Comment se compose l’équipe?
En tant que responsable de projet national, la RTS a plus de moyens puisqu’elle est leader. Notre équipe romande est composée d’une productrice de vidéos, Amélie Boguet, de trois journalistes, d’un social media editor et d’un graphiste. Chaque équipe nationale, Berne, Zurich, Coire et Lugano, est composée de deux journalistes vidéo. Mais nous ne formons qu’une seule rédaction. Nous adaptons certaines vidéos à condition que les sujets soient concernants pour tous. Trois jours par mois, nous nous retrouvons avec toutes les équipes pour faire le débriefing et réfléchir à de nouveaux modes de diffusion.
«Nous essayons de pratiquer un journalisme constructif et réalisons beaucoup de sujets environnementaux qui parlent de solutions.»
Et quels sont les idées qui émergent suite à ces brainstorming?
Depuis quelques semaines, nous nous sommes lancés dans les stories sur Instagram. Récemment, on a créé un nouveau format, le journal «Tout bô», dans la veine constructive. La journaliste Aurélie Cuttat choisit quatre à cinq nouvelles pour donner une autre image du monde, plus positive que celle qui relate les drames auxquels l’humanité fait face. Il s’agit ici de personnifier un peu notre contenu, pas seulement une vidéo textée. Aurélie est face caméra, avec un peu d’habillage graphique et donne les cinq nouvelles qui peuvent «filer la pêche aujourd’hui».
Finalement quelle est votre ligne éditoriale?
Nouvo est une offre d’information généraliste. On ne passe pas à côté de l’actualité dominante, mais nous y mettons notre propre regard. On privilégie l’actualité locale qui contient un sens universel, mais aussi les «explainers», les vidéos qui expliquent des réalités complexes. Par exemple, pour tous les objets de votation fédérale, on réalise de courtes vidéos sur les choix qui sont offerts au jeune citoyen. C’est le côté «tutorial » avec des vidéos complètement graphisées. La nouvelle génération a un rejet de l’information qui, sous forme de flux, déverse les catastrophes. Elle veut du sens, elle veut être acteur de l’info et n’est pas d’accord de la subir. Notre devoir de journaliste est d’adapter la narration pour sortir du flux et de l’information mortifère. Une phrase comme: «20 personnes sont mortes en Afghanistan» ne doit pas tomber seule. Il faut expliquer pourquoi nous en sommes là, l’occupation russe puis américaine, etc. Evidemment que dans la vidéo de la Chaux-de-fonds, nous donnons les chiffres du cancer en Suisse mais le message est plus constructif. Même avec la télévision, nous avons des spectateurs qui nous écrivent pour réclamer autre chose que la liste des catastrophes dans le 19 heures 30. C’est humain de rejeter ces morts, l’homme a besoin de vie.

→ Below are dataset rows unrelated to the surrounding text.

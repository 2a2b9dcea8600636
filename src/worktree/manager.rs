//! One git worktree per task: create, diff, commit, merge back, remove.

use std::io::Write;
use std::path::{Path, PathBuf};
use std::sync::Arc;

use futures::future::join_all;
use serde::Serialize;
use tracing::{debug, info, warn};

use super::parse::{parse_conflicts, parse_failed_patch_files, parse_files_from_diff, parse_numstat};
use super::vcs::{ApplyMode, DiffTarget, InProgress, Vcs};
use crate::errors::{VcsError, WorktreeError};
use crate::hive_config::MergeStrategy;
use crate::paths::HivePaths;
use crate::storage::{read_json, write_atomic};

/// Object id of git's empty tree, the base for diffs of a root commit.
pub const EMPTY_TREE: &str = "4b825dc642cb6eb9a060e54bf8d69288fbee4904";

#[derive(Debug, Clone, PartialEq, Eq, Serialize)]
pub struct WorktreeInfo {
    pub feature: String,
    pub task: String,
    pub path: PathBuf,
    pub branch: String,
    /// HEAD of the worktree, `None` if it cannot be resolved
    pub commit: Option<String>,
}

#[derive(Debug, Clone, Default, PartialEq, Eq, Serialize)]
pub struct DiffResult {
    pub has_diff: bool,
    pub diff_content: String,
    pub files_changed: usize,
    pub insertions: usize,
    pub deletions: usize,
}

#[derive(Debug, Clone, PartialEq, Eq, Serialize)]
pub struct CommitResult {
    pub committed: bool,
    pub message: String,
    pub sha: Option<String>,
}

/// Outcome of applying, reverting or checking a patch.
#[derive(Debug, Clone, Default, PartialEq, Eq, Serialize)]
pub struct ApplyResult {
    pub success: bool,
    pub error: Option<String>,
    /// Files reported as `patch failed: <file>`
    pub failed_files: Vec<String>,
}

impl ApplyResult {
    fn ok() -> Self {
        Self {
            success: true,
            ..Default::default()
        }
    }
}

#[derive(Debug, Clone, PartialEq, Eq, Serialize)]
pub struct MergeResult {
    pub success: bool,
    pub strategy: MergeStrategy,
    /// HEAD of the target after a successful merge
    pub sha: Option<String>,
    pub files_changed: Vec<String>,
    pub conflicts: Vec<String>,
    pub error: Option<String>,
    /// Commits replayed before stopping (rebase strategy only)
    pub commits_applied: usize,
}

/// Manages task worktrees under `.hive/.worktrees`.
#[derive(Clone)]
pub struct WorktreeManager {
    paths: HivePaths,
    vcs: Arc<dyn Vcs>,
    branch_prefix: String,
}

impl std::fmt::Debug for WorktreeManager {
    fn fmt(&self, f: &mut std::fmt::Formatter<'_>) -> std::fmt::Result {
        f.debug_struct("WorktreeManager")
            .field("root", &self.paths.root())
            .field("branch_prefix", &self.branch_prefix)
            .finish_non_exhaustive()
    }
}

Est-ce important d’être rattaché à la rédaction de l’actualité?
Oui absolument, notre rigueur éditoriale est la même que celle du 19 heures 30. Les médias qui ont une crédibilité ne doivent pas passer à côté de ce public, sinon on laisse le champ libre aux «Fake news». Nouvo utilise les images tournées par les équipes de la RTS. Chaque jour, Nouvo participe à la conférence de rédaction de l’actualité à 9 h 30. Les sujets sont débattus, puis à 10 heures, nous appelons les unités en Suisse. Nous produisons dix vidéos par jour au niveau national, dont trois en français sur Nouvo RTS.
En savoir plus sur Nathalie Ducommun
La journaliste a débuté à la RTS en 2009, après avoir travaillé au journal Le Matin. En 2011, elle présente Forum à la radio suisse romande à Lausanne, puis lance «En ligne directe». Nathalie Ducommun rejoint, en 2014, l’équipe de la rédaction en chef de la télévision à Genève. Elle y assume la fonction de rédactrice en chef adjointe de l’actualité TV mais elle est également cheffe de projet de Nouvo, le programme destiné aux jeunes qui vient d’être primé et dont la devise est «Nouvo, faites tourner l’info». Son contenu? De courtes vidéos destinées aux jeunes mais qui ont la rigueur des grands reportages journalistiques.